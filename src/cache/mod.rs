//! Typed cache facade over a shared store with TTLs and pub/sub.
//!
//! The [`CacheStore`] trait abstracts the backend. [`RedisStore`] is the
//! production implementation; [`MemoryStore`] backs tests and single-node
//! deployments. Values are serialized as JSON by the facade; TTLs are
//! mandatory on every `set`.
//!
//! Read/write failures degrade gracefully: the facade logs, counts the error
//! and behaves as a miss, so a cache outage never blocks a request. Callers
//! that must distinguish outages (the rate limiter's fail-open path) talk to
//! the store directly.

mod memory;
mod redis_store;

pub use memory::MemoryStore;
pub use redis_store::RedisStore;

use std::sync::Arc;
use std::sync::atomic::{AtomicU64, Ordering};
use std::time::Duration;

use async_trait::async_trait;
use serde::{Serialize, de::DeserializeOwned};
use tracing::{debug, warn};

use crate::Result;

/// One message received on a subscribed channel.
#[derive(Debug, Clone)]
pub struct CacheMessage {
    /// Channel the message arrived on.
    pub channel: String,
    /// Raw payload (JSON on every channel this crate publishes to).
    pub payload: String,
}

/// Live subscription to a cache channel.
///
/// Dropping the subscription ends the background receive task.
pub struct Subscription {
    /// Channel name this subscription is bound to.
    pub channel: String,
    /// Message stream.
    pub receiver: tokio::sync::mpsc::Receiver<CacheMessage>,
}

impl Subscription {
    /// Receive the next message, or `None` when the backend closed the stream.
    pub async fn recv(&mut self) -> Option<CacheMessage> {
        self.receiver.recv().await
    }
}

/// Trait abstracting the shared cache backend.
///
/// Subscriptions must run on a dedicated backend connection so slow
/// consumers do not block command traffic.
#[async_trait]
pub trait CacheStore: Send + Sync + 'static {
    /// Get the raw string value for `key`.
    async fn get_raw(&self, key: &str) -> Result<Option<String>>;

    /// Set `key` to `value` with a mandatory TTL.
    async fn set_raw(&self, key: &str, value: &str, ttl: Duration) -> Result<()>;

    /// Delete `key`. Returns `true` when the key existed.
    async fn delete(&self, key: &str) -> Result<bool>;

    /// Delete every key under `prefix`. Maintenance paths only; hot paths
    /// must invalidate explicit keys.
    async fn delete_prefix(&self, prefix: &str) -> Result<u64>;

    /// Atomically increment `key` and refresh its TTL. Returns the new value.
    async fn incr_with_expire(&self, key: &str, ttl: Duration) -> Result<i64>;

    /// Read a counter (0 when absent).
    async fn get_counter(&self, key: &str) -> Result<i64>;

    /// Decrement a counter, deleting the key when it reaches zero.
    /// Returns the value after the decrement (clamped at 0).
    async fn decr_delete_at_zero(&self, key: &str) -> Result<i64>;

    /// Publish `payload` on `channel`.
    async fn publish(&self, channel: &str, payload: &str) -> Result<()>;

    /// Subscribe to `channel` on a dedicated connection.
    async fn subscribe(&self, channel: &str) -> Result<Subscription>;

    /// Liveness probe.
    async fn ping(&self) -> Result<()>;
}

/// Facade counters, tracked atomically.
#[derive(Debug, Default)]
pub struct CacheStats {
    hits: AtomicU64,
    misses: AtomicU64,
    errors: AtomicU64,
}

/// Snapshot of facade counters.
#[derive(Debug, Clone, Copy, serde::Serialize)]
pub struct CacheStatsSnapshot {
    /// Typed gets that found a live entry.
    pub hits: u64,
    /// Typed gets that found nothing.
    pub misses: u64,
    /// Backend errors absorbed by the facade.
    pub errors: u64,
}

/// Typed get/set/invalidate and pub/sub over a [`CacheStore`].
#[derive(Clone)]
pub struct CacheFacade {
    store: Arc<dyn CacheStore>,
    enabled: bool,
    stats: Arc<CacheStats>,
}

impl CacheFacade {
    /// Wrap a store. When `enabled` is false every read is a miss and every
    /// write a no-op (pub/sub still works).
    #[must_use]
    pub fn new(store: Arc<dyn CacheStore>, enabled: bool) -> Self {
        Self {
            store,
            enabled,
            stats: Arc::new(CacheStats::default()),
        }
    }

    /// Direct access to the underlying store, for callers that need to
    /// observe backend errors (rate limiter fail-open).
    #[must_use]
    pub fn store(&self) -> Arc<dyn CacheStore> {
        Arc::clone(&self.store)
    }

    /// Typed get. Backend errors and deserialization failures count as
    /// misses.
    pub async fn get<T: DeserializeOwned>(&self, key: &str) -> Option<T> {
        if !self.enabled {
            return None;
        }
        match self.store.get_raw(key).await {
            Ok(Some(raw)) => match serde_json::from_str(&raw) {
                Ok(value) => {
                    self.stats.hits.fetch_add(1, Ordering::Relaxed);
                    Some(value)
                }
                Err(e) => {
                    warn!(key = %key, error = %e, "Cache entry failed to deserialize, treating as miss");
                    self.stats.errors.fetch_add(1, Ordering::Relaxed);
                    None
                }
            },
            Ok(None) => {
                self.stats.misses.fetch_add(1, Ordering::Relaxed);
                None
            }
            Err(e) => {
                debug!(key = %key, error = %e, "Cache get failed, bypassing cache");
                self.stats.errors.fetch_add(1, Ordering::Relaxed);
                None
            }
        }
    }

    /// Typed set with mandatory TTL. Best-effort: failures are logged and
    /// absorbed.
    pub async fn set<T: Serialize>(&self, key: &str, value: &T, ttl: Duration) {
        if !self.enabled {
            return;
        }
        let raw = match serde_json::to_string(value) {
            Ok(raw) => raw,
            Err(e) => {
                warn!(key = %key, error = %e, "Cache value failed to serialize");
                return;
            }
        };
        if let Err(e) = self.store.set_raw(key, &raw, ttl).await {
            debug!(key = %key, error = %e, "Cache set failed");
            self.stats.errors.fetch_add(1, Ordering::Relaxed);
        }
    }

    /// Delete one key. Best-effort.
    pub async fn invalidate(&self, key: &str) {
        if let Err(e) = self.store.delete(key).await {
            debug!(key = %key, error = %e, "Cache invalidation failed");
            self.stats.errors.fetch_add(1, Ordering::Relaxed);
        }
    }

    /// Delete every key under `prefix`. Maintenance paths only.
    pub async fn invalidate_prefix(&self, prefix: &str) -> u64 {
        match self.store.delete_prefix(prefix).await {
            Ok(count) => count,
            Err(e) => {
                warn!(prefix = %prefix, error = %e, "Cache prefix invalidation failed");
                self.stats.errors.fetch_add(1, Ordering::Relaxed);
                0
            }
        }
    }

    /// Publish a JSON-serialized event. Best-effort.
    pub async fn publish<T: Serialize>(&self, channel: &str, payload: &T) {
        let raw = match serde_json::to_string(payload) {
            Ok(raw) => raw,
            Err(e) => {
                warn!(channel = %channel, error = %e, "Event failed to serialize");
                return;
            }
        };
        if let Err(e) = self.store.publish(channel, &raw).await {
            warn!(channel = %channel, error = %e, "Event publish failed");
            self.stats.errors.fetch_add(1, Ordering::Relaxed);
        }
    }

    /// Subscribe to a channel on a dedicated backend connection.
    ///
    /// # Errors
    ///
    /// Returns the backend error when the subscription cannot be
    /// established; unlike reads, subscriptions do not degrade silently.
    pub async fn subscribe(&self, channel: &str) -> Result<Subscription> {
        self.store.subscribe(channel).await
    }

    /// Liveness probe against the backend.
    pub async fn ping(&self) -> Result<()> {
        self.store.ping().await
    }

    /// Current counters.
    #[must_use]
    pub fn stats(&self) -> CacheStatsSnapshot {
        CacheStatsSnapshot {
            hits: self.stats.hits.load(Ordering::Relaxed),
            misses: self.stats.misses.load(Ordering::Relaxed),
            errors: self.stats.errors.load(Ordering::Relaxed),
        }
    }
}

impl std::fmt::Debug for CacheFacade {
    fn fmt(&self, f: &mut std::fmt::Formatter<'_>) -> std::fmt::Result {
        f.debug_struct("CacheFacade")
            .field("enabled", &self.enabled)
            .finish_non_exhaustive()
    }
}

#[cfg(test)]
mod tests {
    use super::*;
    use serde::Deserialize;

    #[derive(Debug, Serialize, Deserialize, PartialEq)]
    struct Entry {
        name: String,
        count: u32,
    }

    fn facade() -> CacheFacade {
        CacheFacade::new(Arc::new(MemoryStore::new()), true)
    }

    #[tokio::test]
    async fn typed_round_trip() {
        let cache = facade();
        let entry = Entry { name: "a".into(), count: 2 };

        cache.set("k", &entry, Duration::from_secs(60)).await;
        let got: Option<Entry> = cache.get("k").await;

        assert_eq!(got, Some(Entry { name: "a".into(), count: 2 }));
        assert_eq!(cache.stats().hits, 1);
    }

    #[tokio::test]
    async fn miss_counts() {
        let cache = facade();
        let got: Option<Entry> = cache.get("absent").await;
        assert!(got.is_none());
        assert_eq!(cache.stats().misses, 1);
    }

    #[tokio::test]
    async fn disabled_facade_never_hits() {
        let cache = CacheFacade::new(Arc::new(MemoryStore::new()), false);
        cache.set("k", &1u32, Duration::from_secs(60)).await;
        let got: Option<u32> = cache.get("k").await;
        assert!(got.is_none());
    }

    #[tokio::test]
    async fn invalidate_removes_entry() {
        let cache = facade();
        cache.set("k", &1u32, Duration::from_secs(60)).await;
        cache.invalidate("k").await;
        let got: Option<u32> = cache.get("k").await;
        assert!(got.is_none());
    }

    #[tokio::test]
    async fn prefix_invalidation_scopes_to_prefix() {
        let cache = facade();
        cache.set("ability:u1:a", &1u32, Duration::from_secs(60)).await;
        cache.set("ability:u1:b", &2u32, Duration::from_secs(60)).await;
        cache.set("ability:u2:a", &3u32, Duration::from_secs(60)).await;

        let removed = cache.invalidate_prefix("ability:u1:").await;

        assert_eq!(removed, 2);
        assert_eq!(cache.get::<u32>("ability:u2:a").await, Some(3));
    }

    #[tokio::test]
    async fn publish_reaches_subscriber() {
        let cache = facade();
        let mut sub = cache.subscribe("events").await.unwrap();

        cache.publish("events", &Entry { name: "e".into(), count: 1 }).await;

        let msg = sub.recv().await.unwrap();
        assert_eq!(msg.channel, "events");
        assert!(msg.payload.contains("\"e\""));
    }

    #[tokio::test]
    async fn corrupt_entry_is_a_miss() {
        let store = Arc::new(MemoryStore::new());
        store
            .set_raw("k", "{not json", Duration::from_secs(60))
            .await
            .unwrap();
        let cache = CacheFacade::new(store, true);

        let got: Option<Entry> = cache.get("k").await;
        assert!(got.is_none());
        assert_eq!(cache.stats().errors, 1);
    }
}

◆ ◆ ◆ ◆ ◆

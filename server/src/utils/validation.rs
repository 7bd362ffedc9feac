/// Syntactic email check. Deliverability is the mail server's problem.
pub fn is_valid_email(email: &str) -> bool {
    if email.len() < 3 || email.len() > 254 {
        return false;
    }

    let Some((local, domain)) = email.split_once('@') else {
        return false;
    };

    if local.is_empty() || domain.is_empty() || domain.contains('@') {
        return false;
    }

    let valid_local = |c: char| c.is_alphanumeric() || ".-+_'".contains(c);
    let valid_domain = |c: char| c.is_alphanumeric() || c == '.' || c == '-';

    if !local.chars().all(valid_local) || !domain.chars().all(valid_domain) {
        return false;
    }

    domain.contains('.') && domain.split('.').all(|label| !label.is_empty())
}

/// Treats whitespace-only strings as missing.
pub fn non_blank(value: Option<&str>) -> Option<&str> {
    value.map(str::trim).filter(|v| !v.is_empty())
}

◆ ◆ ◆ ◆ ◆

WHAT IS REQUIRED:
In the entries above, find the line with "filename src/cache/mod.rs" and the line with "tests and single-node", then restate word for word both of them and every line between, with nothing more.

RESPONSE TO THIS EXERCISE:
filename src/cache/mod.rs
//! Typed cache facade over a shared store with TTLs and pub/sub.
//!
//! The [`CacheStore`] trait abstracts the backend. [`RedisStore`] is the
//! production implementation; [`MemoryStore`] backs tests and single-node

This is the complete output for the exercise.